> [The task]
Reading the records below, count the lines in which the string "tone" appears; write the number only.

(Provided data)

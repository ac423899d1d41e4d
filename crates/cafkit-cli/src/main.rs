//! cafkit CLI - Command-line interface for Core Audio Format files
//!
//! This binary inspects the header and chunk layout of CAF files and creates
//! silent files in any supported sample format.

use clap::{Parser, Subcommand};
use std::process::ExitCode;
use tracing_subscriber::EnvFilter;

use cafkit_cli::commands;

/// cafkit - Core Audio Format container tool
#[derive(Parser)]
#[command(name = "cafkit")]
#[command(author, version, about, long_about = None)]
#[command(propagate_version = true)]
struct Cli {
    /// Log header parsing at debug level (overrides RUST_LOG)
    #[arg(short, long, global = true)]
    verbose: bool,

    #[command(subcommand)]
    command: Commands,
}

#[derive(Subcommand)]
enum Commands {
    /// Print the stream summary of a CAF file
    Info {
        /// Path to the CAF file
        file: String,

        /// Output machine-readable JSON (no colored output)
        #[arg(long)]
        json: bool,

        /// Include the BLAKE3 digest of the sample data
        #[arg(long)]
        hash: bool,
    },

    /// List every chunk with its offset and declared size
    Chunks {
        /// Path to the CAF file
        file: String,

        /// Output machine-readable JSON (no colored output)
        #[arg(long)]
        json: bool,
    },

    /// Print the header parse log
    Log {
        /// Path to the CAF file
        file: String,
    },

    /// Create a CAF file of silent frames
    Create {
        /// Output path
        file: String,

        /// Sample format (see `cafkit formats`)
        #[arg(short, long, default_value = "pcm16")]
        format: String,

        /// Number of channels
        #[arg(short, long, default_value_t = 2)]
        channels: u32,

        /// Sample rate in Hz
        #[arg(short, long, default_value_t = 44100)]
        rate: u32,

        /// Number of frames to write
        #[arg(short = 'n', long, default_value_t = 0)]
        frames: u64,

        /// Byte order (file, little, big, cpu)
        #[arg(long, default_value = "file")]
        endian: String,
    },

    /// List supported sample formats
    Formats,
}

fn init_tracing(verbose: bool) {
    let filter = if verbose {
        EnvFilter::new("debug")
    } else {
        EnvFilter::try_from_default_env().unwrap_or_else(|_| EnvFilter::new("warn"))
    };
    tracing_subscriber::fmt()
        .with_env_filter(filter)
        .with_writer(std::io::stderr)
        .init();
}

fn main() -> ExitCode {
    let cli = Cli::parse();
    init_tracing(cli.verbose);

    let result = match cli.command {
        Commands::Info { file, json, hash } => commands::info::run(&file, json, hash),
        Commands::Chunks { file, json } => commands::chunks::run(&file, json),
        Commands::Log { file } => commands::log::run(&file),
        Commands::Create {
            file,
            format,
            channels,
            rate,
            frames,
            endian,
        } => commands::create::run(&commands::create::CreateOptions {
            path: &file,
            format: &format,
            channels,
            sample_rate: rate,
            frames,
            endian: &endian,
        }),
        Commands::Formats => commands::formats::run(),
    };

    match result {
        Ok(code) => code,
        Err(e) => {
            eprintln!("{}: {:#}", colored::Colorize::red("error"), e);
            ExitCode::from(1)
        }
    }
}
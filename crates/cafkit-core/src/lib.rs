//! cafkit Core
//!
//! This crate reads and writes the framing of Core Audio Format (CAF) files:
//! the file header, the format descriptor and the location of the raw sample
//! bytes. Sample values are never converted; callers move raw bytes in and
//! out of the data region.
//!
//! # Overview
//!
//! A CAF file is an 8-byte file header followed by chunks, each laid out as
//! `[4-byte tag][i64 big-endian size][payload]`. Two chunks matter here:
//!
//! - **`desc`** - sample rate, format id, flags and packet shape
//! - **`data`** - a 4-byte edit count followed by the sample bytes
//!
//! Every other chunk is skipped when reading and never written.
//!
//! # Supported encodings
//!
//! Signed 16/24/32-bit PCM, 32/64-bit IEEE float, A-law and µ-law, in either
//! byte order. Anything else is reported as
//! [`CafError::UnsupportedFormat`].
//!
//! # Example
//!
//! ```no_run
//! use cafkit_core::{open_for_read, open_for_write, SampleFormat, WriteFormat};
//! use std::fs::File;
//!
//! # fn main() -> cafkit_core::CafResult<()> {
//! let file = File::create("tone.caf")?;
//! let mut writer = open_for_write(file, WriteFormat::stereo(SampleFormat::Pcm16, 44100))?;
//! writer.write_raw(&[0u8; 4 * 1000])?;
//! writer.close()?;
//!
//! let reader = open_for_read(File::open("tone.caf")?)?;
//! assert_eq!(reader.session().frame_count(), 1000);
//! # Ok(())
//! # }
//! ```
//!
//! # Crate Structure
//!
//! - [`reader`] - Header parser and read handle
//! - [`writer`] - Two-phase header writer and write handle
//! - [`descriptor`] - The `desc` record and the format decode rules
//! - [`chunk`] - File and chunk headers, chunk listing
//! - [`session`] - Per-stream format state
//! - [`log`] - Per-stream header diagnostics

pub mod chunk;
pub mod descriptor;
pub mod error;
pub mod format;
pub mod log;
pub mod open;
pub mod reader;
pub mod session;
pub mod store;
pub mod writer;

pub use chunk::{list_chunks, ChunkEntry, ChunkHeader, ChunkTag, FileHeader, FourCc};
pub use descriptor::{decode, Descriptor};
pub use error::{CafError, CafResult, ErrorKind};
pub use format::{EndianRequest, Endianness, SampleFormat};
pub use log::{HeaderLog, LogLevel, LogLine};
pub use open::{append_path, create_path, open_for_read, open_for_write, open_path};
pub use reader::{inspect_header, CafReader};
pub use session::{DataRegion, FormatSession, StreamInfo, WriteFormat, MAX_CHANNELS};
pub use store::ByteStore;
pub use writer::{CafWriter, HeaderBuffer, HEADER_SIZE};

(End Provided data)

> [Response area]
2